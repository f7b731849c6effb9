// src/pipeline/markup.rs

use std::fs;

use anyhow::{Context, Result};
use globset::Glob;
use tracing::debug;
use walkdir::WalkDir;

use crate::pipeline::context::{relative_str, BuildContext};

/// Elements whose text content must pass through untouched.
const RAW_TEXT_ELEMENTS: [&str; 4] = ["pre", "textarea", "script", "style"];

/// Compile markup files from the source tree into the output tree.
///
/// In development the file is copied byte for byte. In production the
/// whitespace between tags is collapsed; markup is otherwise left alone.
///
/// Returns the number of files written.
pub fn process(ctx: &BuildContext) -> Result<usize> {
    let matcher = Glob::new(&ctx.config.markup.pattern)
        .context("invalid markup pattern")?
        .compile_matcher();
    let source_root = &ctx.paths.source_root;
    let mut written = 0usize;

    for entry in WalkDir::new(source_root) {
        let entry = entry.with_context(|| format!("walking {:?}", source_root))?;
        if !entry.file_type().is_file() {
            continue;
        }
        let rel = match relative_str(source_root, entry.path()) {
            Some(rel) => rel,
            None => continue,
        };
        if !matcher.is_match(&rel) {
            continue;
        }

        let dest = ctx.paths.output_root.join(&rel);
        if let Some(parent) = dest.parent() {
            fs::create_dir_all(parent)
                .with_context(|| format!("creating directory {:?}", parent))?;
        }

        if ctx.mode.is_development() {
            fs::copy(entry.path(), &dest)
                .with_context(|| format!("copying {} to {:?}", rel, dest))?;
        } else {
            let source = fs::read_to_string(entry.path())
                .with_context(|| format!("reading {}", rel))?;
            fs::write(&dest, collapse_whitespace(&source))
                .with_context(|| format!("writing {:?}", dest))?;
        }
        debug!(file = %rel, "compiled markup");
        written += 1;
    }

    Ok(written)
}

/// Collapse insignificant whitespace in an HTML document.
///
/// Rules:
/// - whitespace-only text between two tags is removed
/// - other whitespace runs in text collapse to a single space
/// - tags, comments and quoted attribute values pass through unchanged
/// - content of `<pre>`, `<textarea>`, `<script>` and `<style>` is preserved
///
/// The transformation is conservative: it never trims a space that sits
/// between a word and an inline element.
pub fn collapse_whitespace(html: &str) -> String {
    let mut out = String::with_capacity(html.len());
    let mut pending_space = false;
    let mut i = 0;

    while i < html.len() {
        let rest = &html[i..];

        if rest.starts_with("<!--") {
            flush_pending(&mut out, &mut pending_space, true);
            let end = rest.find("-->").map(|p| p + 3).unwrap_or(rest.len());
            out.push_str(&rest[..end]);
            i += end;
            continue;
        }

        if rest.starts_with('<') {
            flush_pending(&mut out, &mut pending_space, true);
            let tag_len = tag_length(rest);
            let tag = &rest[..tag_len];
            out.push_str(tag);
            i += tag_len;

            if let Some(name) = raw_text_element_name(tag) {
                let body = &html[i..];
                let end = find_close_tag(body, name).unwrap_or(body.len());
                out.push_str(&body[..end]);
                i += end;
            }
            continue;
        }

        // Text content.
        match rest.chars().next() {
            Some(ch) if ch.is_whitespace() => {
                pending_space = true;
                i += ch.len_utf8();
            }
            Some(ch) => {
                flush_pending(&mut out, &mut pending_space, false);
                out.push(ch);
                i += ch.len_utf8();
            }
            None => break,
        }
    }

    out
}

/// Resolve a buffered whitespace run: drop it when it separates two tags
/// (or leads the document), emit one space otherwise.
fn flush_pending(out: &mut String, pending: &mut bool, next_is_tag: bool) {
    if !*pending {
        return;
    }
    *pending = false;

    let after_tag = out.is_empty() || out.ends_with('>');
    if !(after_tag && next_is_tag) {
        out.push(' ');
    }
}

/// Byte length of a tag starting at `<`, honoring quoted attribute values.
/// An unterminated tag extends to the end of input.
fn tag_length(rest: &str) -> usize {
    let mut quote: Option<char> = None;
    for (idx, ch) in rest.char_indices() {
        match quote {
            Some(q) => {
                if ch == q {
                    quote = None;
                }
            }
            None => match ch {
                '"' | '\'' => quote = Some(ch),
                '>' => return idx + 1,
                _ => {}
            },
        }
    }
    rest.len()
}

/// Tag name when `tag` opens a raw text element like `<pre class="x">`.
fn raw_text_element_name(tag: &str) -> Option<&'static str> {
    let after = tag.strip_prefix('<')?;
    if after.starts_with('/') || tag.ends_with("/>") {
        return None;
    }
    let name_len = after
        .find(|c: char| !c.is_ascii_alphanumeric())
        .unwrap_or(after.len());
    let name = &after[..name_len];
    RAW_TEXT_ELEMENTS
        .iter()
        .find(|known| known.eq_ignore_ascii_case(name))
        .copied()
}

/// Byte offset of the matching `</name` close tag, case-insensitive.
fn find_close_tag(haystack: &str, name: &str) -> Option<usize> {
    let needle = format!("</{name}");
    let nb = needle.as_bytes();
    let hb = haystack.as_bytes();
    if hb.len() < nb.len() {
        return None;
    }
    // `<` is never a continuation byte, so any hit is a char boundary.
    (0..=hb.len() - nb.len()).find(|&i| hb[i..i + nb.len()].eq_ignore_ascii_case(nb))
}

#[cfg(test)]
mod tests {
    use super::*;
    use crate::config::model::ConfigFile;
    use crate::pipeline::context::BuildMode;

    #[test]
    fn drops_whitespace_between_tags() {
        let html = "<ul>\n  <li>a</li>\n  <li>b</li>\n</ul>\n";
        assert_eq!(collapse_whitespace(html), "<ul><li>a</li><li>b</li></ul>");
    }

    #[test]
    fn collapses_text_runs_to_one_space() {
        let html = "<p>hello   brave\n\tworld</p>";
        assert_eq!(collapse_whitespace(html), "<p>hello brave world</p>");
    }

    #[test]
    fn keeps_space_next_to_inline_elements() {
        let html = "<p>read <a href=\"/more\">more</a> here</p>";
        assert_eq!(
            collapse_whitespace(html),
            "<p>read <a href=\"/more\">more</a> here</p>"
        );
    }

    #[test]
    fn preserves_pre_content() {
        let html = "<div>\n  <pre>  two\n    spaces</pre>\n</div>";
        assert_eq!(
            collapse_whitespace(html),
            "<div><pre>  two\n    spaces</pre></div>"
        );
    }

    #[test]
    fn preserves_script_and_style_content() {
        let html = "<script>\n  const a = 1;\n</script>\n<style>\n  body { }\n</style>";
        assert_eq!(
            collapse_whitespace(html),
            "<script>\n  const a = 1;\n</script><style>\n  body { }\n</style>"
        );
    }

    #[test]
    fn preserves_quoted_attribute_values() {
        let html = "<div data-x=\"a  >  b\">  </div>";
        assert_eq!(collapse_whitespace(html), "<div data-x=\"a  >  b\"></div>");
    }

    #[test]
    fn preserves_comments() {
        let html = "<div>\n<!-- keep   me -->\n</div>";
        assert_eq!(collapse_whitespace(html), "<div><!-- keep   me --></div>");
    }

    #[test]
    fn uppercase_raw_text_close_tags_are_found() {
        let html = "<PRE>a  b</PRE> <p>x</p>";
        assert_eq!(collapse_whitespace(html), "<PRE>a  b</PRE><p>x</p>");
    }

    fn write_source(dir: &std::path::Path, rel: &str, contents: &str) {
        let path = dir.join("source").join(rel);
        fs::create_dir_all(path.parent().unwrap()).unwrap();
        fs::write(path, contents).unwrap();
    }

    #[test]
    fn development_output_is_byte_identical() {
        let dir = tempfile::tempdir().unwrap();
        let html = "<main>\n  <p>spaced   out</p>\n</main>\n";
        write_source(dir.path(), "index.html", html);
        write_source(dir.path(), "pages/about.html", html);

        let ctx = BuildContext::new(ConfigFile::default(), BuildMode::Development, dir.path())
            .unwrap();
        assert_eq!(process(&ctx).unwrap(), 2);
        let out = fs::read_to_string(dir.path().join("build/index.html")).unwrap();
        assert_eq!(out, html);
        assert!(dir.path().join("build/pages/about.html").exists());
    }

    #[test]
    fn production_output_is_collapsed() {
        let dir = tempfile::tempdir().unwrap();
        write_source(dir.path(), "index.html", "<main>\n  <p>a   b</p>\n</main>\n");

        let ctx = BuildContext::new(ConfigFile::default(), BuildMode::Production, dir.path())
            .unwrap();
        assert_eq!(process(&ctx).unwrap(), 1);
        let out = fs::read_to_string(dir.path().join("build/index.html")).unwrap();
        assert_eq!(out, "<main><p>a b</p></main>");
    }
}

□ □ □ □

Problem description:
Your task is to quote, without any alteration, the lines running from the top of the records to the line that holds "for entry in", both included.

Answer section:
repository f7b731849c6effb9
// src/pipeline/markup.rs

use std::fs;

use anyhow::{Context, Result};
use globset::Glob;
use tracing::debug;
use walkdir::WalkDir;

use crate::pipeline::context::{relative_str, BuildContext};

/// Elements whose text content must pass through untouched.
const RAW_TEXT_ELEMENTS: [&str; 4] = ["pre", "textarea", "script", "style"];

/// Compile markup files from the source tree into the output tree.
///
/// In development the file is copied byte for byte. In production the
/// whitespace between tags is collapsed; markup is otherwise left alone.
///
/// Returns the number of files written.
pub fn process(ctx: &BuildContext) -> Result<usize> {
    let matcher = Glob::new(&ctx.config.markup.pattern)
        .context("invalid markup pattern")?
        .compile_matcher();
    let source_root = &ctx.paths.source_root;
    let mut written = 0usize;

    for entry in WalkDir::new(source_root) {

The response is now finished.